In 2018, a 16-year-old boy called Lawangeen Abdulrahimzai shot dead two men in Serbia with a burst of eighteen bullets from a Kalashnikov automatic rifle. Four years later he murdered again – inflicting a fatal stab wound on 21-year-old Thomas Roberts. Roberts, whose ambition was to join the Royal Marines, was killed because he had tried to break up an argument between Abdulrahimzai and another man on a street in Bournemouth.
Abdulrahimzai was yesterday found guilty of murder. During the trial, consultant forensic psychiatrist Dr Gauruv Malhan said the defendant exhibited characteristics consistent with borderline personality disorder. After the verdict, Abdulrahimzai was described by the Crown Prosecution Service as a ‘violent and dangerous man’. He made money in England by street fighting, pocketing £100 a bout.

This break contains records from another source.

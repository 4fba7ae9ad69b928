//! Solar Hijri (Shamsi) calendar dates and inclusive day ranges
//!
//! The venue addresses its symbol pages by Shamsi date, so every date the crawler
//! touches lives in that calendar. Conversion to and from the proleptic Gregorian
//! calendar is arithmetic (33-year break table), with `chrono::NaiveDate` doing the
//! day arithmetic underneath.
//!
//! Dates are calendar days in the Asia/Tehran zone; they carry no time of day, so the
//! zone only matters when resolving "today" (see [`CalendarDate::today`]).

use chrono::{Datelike, FixedOffset, NaiveDate, Utc};
use serde::{Deserialize, Serialize};
use std::cmp::Ordering;
use std::fmt;
use std::str::FromStr;

/// Asia/Tehran has been a fixed UTC+03:30 since daylight saving was abolished in 2022.
const TEHRAN_OFFSET_SECS: i32 = 3 * 3600 + 30 * 60;

/// Shamsi years at which the 33-year leap cycle shifts.
const BREAKS: [i32; 20] = [
    -61, 9, 38, 199, 426, 686, 756, 818, 1111, 1181, 1210, 1635, 2060, 2097, 2192, 2262, 2324,
    2394, 2456, 3178,
];

/// Calendar errors
#[derive(Debug, Clone, PartialEq, Eq, thiserror::Error)]
pub enum CalendarError {
    /// Input is not a `yyyy/MM/dd` Shamsi date
    #[error("invalid date format: '{0}' (expected yyyy/MM/dd)")]
    InvalidDateFormat(String),

    /// Components parse but do not name a real day
    #[error("invalid date: {year}/{month:02}/{day:02}")]
    InvalidDate {
        /// Shamsi year
        year: i32,
        /// Shamsi month (1-12)
        month: u32,
        /// Day of month
        day: u32,
    },

    /// Date falls outside the supported Shamsi year range
    #[error("date out of supported range")]
    OutOfRange,
}

/// Result type for calendar operations
pub type CalendarResult<T> = Result<T, CalendarError>;

/// Leap-cycle position of a Shamsi year, plus where its Farvardin 1 falls in March.
struct YearInfo {
    /// Years since the last leap year (0 = this year is leap)
    leap: i32,
    /// Gregorian year in which this Shamsi year begins
    gy: i32,
    /// Day of March on which Farvardin 1 falls
    march: i32,
}

fn year_info(jy: i32) -> Option<YearInfo> {
    let last = BREAKS[BREAKS.len() - 1];
    if jy < BREAKS[0] || jy >= last {
        return None;
    }

    let gy = jy + 621;
    let mut leap_j = -14;
    let mut jp = BREAKS[0];
    let mut jump = 0;

    for &jm in &BREAKS[1..] {
        jump = jm - jp;
        if jy < jm {
            break;
        }
        leap_j += jump / 33 * 8 + (jump % 33) / 4;
        jp = jm;
    }

    let mut n = jy - jp;
    leap_j += n / 33 * 8 + (n % 33 + 3) / 4;
    if jump % 33 == 4 && jump - n == 4 {
        leap_j += 1;
    }

    let leap_g = gy / 4 - (gy / 100 + 1) * 3 / 4 - 150;
    let march = 20 + leap_j - leap_g;

    if jump - n < 6 {
        n = n - jump + (jump + 4) / 33 * 33;
    }
    let mut leap = ((n + 1) % 33 - 1) % 4;
    if leap == -1 {
        leap = 4;
    }

    Some(YearInfo { leap, gy, march })
}

fn days_in_month(year: i32, month: u32) -> Option<u32> {
    match month {
        1..=6 => Some(31),
        7..=11 => Some(30),
        12 => year_info(year).map(|info| if info.leap == 0 { 30 } else { 29 }),
        _ => None,
    }
}

fn shamsi_to_gregorian(year: i32, month: u32, day: u32) -> Option<NaiveDate> {
    let info = year_info(year)?;
    let farvardin_first = NaiveDate::from_ymd_opt(info.gy, 3, info.march as u32)?;
    let m = month as i64;
    let offset = (m - 1) * 31 - (m / 7) * (m - 7) + day as i64 - 1;
    farvardin_first.checked_add_signed(chrono::Duration::days(offset))
}

fn gregorian_to_shamsi(date: NaiveDate) -> Option<(i32, u32, u32)> {
    let gy = date.year();
    let mut jy = gy - 621;
    let info = year_info(jy)?;
    let farvardin_first = NaiveDate::from_ymd_opt(gy, 3, info.march as u32)?;
    let mut k = date.signed_duration_since(farvardin_first).num_days();

    if k >= 0 {
        if k <= 185 {
            return Some((jy, (1 + k / 31) as u32, (k % 31 + 1) as u32));
        }
        k -= 186;
    } else {
        jy -= 1;
        k += 179;
        if info.leap == 1 {
            k += 1;
        }
    }

    Some((jy, (7 + k / 30) as u32, (k % 30 + 1) as u32))
}

/// A day in the Shamsi calendar
///
/// # Examples
///
/// ```
/// use energy_symbol_crawler::calendar::CalendarDate;
///
/// let date = CalendarDate::parse("1399/01/20").unwrap();
/// assert_eq!(date.format("yyMMdd"), "990120");
/// assert_eq!(date.to_gregorian().to_string(), "2020-04-08");
/// ```
#[derive(Debug, Clone, Copy, PartialEq, Eq, Hash, Serialize, Deserialize)]
#[serde(try_from = "String", into = "String")]
pub struct CalendarDate {
    gregorian: NaiveDate,
    year: i32,
    month: u32,
    day: u32,
}

impl CalendarDate {
    /// Build a date from Shamsi components
    pub fn from_ymd(year: i32, month: u32, day: u32) -> CalendarResult<Self> {
        let max_day = days_in_month(year, month).ok_or(CalendarError::InvalidDate {
            year,
            month,
            day,
        })?;
        if day == 0 || day > max_day {
            return Err(CalendarError::InvalidDate { year, month, day });
        }
        let gregorian = shamsi_to_gregorian(year, month, day).ok_or(CalendarError::OutOfRange)?;
        Ok(Self {
            gregorian,
            year,
            month,
            day,
        })
    }

    /// Build a date from its Gregorian equivalent
    pub fn from_gregorian(gregorian: NaiveDate) -> CalendarResult<Self> {
        let (year, month, day) = gregorian_to_shamsi(gregorian).ok_or(CalendarError::OutOfRange)?;
        Ok(Self {
            gregorian,
            year,
            month,
            day,
        })
    }

    /// Parse `yyyy/MM/dd` (or `yyyy-MM-dd`); month and day may be one or two digits.
    pub fn parse(input: &str) -> CalendarResult<Self> {
        let invalid = || CalendarError::InvalidDateFormat(input.to_string());
        let trimmed = input.trim();
        let sep = if trimmed.contains('/') { '/' } else { '-' };

        let parts: Vec<&str> = trimmed.split(sep).collect();
        if parts.len() != 3 {
            return Err(invalid());
        }

        let widths_ok = (1..=4).contains(&parts[0].len())
            && (1..=2).contains(&parts[1].len())
            && (1..=2).contains(&parts[2].len());
        let digits_ok = parts
            .iter()
            .all(|p| !p.is_empty() && p.bytes().all(|b| b.is_ascii_digit()));
        if !widths_ok || !digits_ok {
            return Err(invalid());
        }

        let year: i32 = parts[0].parse().map_err(|_| invalid())?;
        let month: u32 = parts[1].parse().map_err(|_| invalid())?;
        let day: u32 = parts[2].parse().map_err(|_| invalid())?;

        Self::from_ymd(year, month, day)
    }

    /// Current date in Asia/Tehran
    pub fn today() -> CalendarResult<Self> {
        let offset = FixedOffset::east_opt(TEHRAN_OFFSET_SECS).ok_or(CalendarError::OutOfRange)?;
        Self::from_gregorian(Utc::now().with_timezone(&offset).date_naive())
    }

    /// Shamsi year
    pub fn year(&self) -> i32 {
        self.year
    }

    /// Shamsi month (1 = Farvardin)
    pub fn month(&self) -> u32 {
        self.month
    }

    /// Day of month
    pub fn day(&self) -> u32 {
        self.day
    }

    /// Gregorian equivalent of this day
    pub fn to_gregorian(&self) -> NaiveDate {
        self.gregorian
    }

    /// Whether this date's year has a 30-day Esfand
    pub fn is_leap_year(&self) -> bool {
        year_info(self.year).map(|info| info.leap == 0).unwrap_or(false)
    }

    /// Date `n` days later (or earlier for negative `n`)
    pub fn add_days(&self, n: i64) -> CalendarResult<Self> {
        let delta = chrono::Duration::try_days(n).ok_or(CalendarError::OutOfRange)?;
        let shifted = self
            .gregorian
            .checked_add_signed(delta)
            .ok_or(CalendarError::OutOfRange)?;
        Self::from_gregorian(shifted)
    }

    /// Signed number of days from `self` to `other`
    pub fn days_between(&self, other: &CalendarDate) -> i64 {
        other.gregorian.signed_duration_since(self.gregorian).num_days()
    }

    /// Three-way comparison
    pub fn compare(&self, other: &CalendarDate) -> Ordering {
        self.cmp(other)
    }

    /// Render with ICU-style tokens: `yyyy`, `yy`, `MM`, `M`, `dd`, `d`.
    /// Every other character is copied through.
    pub fn format(&self, pattern: &str) -> String {
        let chars: Vec<char> = pattern.chars().collect();
        let mut out = String::with_capacity(pattern.len() + 4);
        let mut i = 0;

        while i < chars.len() {
            let c = chars[i];
            let run = chars[i..].iter().take_while(|&&x| x == c).count();
            match c {
                'y' => {
                    if run == 2 {
                        out.push_str(&format!("{:02}", self.year.rem_euclid(100)));
                    } else {
                        out.push_str(&format!("{:0width$}", self.year, width = run));
                    }
                }
                'M' => out.push_str(&format!("{:0width$}", self.month, width = run.min(2))),
                'd' => out.push_str(&format!("{:0width$}", self.day, width = run.min(2))),
                _ => chars[i..i + run].iter().for_each(|&ch| out.push(ch)),
            }
            i += run;
        }

        out
    }
}

impl PartialOrd for CalendarDate {
    fn partial_cmp(&self, other: &Self) -> Option<Ordering> {
        Some(self.cmp(other))
    }
}

impl Ord for CalendarDate {
    fn cmp(&self, other: &Self) -> Ordering {
        self.gregorian.cmp(&other.gregorian)
    }
}

impl fmt::Display for CalendarDate {
    fn fmt(&self, f: &mut fmt::Formatter<'_>) -> fmt::Result {
        write!(f, "{:04}/{:02}/{:02}", self.year, self.month, self.day)
    }
}

impl FromStr for CalendarDate {
    type Err = CalendarError;

    fn from_str(s: &str) -> Result<Self, Self::Err> {
        Self::parse(s)
    }
}

impl TryFrom<String> for CalendarDate {
    type Error = CalendarError;

    fn try_from(value: String) -> Result<Self, Self::Error> {
        Self::parse(&value)
    }
}

impl From<CalendarDate> for String {
    fn from(date: CalendarDate) -> Self {
        date.to_string()
    }
}

/// Inclusive range of days
///
/// A `DateRange` is a plain value: every call to [`DateRange::iter`] starts a new
/// traversal at `start`, so the same range can be walked once per load type.
#[derive(Debug, Clone, Copy, PartialEq, Eq)]
pub struct DateRange {
    start: CalendarDate,
    end: CalendarDate,
}

impl DateRange {
    /// Range from `start` through `end`; empty when `start > end`
    pub fn new(start: CalendarDate, end: CalendarDate) -> Self {
        Self { start, end }
    }

    /// First day
    pub fn start(&self) -> CalendarDate {
        self.start
    }

    /// Last day
    pub fn end(&self) -> CalendarDate {
        self.end
    }

    /// Number of days in the range
    pub fn len(&self) -> u64 {
        let span = self.start.days_between(&self.end);
        if span < 0 {
            0
        } else {
            span as u64 + 1
        }
    }

    /// Whether the range yields no days
    pub fn is_empty(&self) -> bool {
        self.len() == 0
    }

    /// Fresh traversal from `start`
    pub fn iter(&self) -> DateRangeIter {
        DateRangeIter {
            next: Some(self.start),
            end: self.end,
        }
    }
}

impl IntoIterator for DateRange {
    type Item = CalendarDate;
    type IntoIter = DateRangeIter;

    fn into_iter(self) -> Self::IntoIter {
        self.iter()
    }
}

impl IntoIterator for &DateRange {
    type Item = CalendarDate;
    type IntoIter = DateRangeIter;

    fn into_iter(self) -> Self::IntoIter {
        self.iter()
    }
}

/// Day-by-day cursor over a [`DateRange`]
#[derive(Debug, Clone)]
pub struct DateRangeIter {
    next: Option<CalendarDate>,
    end: CalendarDate,
}

impl Iterator for DateRangeIter {
    type Item = CalendarDate;

    fn next(&mut self) -> Option<Self::Item> {
        let current = self.next.filter(|d| *d <= self.end)?;
        self.next = if current < self.end {
            current.add_days(1).ok()
        } else {
            None
        };
        Some(current)
    }

    fn size_hint(&self) -> (usize, Option<usize>) {
        let remaining = match self.next {
            Some(next) if next <= self.end => (next.days_between(&self.end) + 1) as usize,
            _ => 0,
        };
        (remaining, Some(remaining))
    }
}

impl ExactSizeIterator for DateRangeIter {}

Despite his many personality flaws, Abdulrahimzai hoodwinked the UK authorities, arriving in Britain in 2019 having been refused asylum in Norway. The Afghan, convicted by a Serbian court in absentia for the 2018 murder (which was reportedly linked to a migrant trafficking network) crossed the Channel in a ferry from Cherbourg and, on arrival in England, claimed he was 14.